Whether or not you see Epic Games as a champion or just another business with an ulterior motive, there is no denying that its high-profile efforts to make changes happen in the app marketplace are having some positive effects. Pressure, both legal and social, has forced the likes of Apple, Google, and even Valve, to make some changes, though not always in the ways that developers would have preferred. Case in point is what happened in South Korea, where Google is finally allowing third-party billing systems in its Play Store while still taxing developers as if they were using Google Pay anyway.

South Korea passed a law last August that formally challenged the status quo on Apple's and Google's app stores. In a nutshell, app stores operating there are legally required to allow the use of billing systems other than, say, Apple Pay or Google Pay.

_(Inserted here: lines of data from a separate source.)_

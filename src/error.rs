use http::Method;
use std::fmt;
use std::time::Duration;

/// Configuration error raised while compiling an endpoint catalog.
///
/// Returned by [`crate::catalog::CatalogSnapshot::build`] and therefore by every
/// load or refresh path. A refresh that fails with one of these leaves the
/// previously active catalog in place.
#[derive(Debug, Clone, PartialEq, Eq)]
pub enum ConfigError {
    /// The URL template is malformed
    ///
    /// Covers a missing leading `/`, empty segments (`//`), a trailing slash and
    /// capture segments with an empty or invalid name.
    InvalidTemplate {
        /// The offending template
        url_path: String,
        /// What is wrong with it
        reason: String,
    },
    /// The same capture name appears twice in one template
    DuplicateCapture {
        /// The offending template
        url_path: String,
        /// The repeated capture name
        name: String,
    },
    /// Two endpoints for one method have identically shaped templates
    ///
    /// The later endpoint could never be reached.
    AmbiguousTemplate {
        /// HTTP method shared by both endpoints
        method: Method,
        /// Template of the endpoint being rejected
        url_path: String,
        /// Template of the earlier endpoint it collides with
        conflicts_with: String,
    },
    /// The endpoint answers a method the gateway does not route
    UnsupportedMethod {
        /// The offending template
        url_path: String,
        /// The configured method
        method: Method,
    },
    /// A request field declared `field-in: path` has no matching capture segment
    UnboundPathField {
        /// The offending template
        url_path: String,
        /// The field name with no capture
        field: String,
    },
    /// A path request field is declared `required: false`
    ///
    /// Every capture binds a non-empty segment, so a path value is never absent.
    OptionalPathField {
        /// The offending template
        url_path: String,
        /// The path field marked optional
        field: String,
    },
}

impl fmt::Display for ConfigError {
    fn fmt(&self, f: &mut fmt::Formatter<'_>) -> fmt::Result {
        match self {
            ConfigError::InvalidTemplate { url_path, reason } => {
                write!(f, "invalid url-path '{url_path}': {reason}")
            }
            ConfigError::DuplicateCapture { url_path, name } => {
                write!(
                    f,
                    "invalid url-path '{url_path}': capture ':{name}' is declared more than once"
                )
            }
            ConfigError::AmbiguousTemplate {
                method,
                url_path,
                conflicts_with,
            } => {
                write!(
                    f,
                    "ambiguous endpoint {method} '{url_path}': matches exactly the same paths as \
                     the earlier endpoint '{conflicts_with}'"
                )
            }
            ConfigError::UnsupportedMethod { url_path, method } => {
                write!(f, "endpoint '{url_path}' uses unsupported method {method}")
            }
            ConfigError::UnboundPathField { url_path, field } => {
                write!(
                    f,
                    "endpoint '{url_path}' declares path field '{field}' but the url-path has no \
                     ':{field}' segment"
                )
            }
            ConfigError::OptionalPathField { url_path, field } => {
                write!(
                    f,
                    "endpoint '{url_path}' declares path field '{field}' as optional; path fields \
                     must be required"
                )
            }
        }
    }
}

impl std::error::Error for ConfigError {}

/// Failure of the query engine's describe-only capability for one endpoint.
///
/// Never fatal: the documentation entry for that endpoint is marked and
/// synthesis continues with the next endpoint.
#[derive(Debug, Clone, PartialEq, Eq)]
pub enum DescribeError {
    /// No query engine able to describe queries is attached
    Unavailable,
    /// The engine rejected or could not plan the query
    Query {
        /// Engine-provided detail
        reason: String,
    },
    /// The describer panicked while describing the query
    Panicked,
    /// The describer did not answer within the synthesizer's time limit
    TimedOut {
        /// The limit that was exceeded
        after: Duration,
    },
}

impl DescribeError {
    /// Convenience constructor for engine-side failures.
    pub fn query(reason: impl Into<String>) -> Self {
        DescribeError::Query {
            reason: reason.into(),
        }
    }
}

impl fmt::Display for DescribeError {
    fn fmt(&self, f: &mut fmt::Formatter<'_>) -> fmt::Result {
        match self {
            DescribeError::Unavailable => write!(f, "schema description is not available"),
            DescribeError::Query { reason } => write!(f, "failed to describe query: {reason}"),
            DescribeError::Panicked => write!(f, "schema describer panicked"),
            DescribeError::TimedOut { after } => {
                write!(f, "schema description timed out after {}ms", after.as_millis())
            }
        }
    }
}

impl std::error::Error for DescribeError {}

This has been one of the biggest points of contention between mobile platform makers and developers, but the final victor hasn't been decided yet.

While Apple has yet to concede the battle, Google already announced that it would be complying with the new law in South Korea. It will allow developers and publishers to present other payment systems for app purchases, in-app purchases, subscriptions, and even digital content. Google, however, takes great pain to point out that it cannot guarantee the security and privacy of those billing systems and that they won't work with other Google Play features like parental controls.

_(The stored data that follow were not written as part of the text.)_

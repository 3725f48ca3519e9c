use clap::Parser;
use flapi::cli::{run_cli, Cli};
use flapi::logging::{init_logging, LogConfig};

fn main() -> anyhow::Result<()> {
    let cli = Cli::parse();
    init_logging(&LogConfig::from_env())?;
    run_cli(cli)
}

The biggest caveat, however, is that developers will still owe Google a cut of the revenue even if they don't use Google Pay anyway. Granted, Google is reducing that cut by 4% so that the normal 30% developer tax is only 26% when a different payment system is used. Those who have yet to reach their first $1 million in revenue are only taxed 15%, so they can pull that down to 11% if they skip Google Pay. Under its Media Experience Program, digital content publishers only give Google 10% under normal circumstances, so that fee is also reduced to 6%.

In effect, Google has found a way to skirt around the spirit of the new law while still following it to the letter. Part of the reason why app developers and content publishers want to use their preferred billing system is to avoid having to pay that much-contested 30% revenue tax. Unfortunately, the South Korean law doesn't exactly prohibit Google or Apple from still taxing developers regardless of what billing system they use, but the country's regulator will be reviewing the implementation once Google submits more details.

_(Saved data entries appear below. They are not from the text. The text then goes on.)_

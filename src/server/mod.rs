//! HTTP transport: request parsing, the gateway service, and the `may_minihttp` listener.

pub mod http_server;
pub mod request;
pub mod response;
pub mod service;

pub use http_server::{HttpServer, ServerHandle};
pub use request::{parse_query_params, parse_request, ParsedRequest};
pub use response::Reply;
pub use service::GatewayService;
use thiserror::Error;

#[derive(Debug, Error)]
pub enum ChartError {
    #[error("column {0:?} not found in table headers")]
    UnknownColumn(String),
    #[error("value in column {column:?} at data row {row} is not numeric")]
    NonNumericValue { column: String, row: usize },
}

pub type Result<T> = std::result::Result<T, ChartError>;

Google defends these continued fees as its way of investing in Android and Google Play's growth, both of which are offered for free (though the latter has its own caveats). It also says that only 3% of the apps on Google Play Store actually sell apps or digital content, so it's not like they're making big money out of it. For now, however, it seems that developers are still getting the shorter end of the stick, and it remains to be seen how other players in that drama will respond.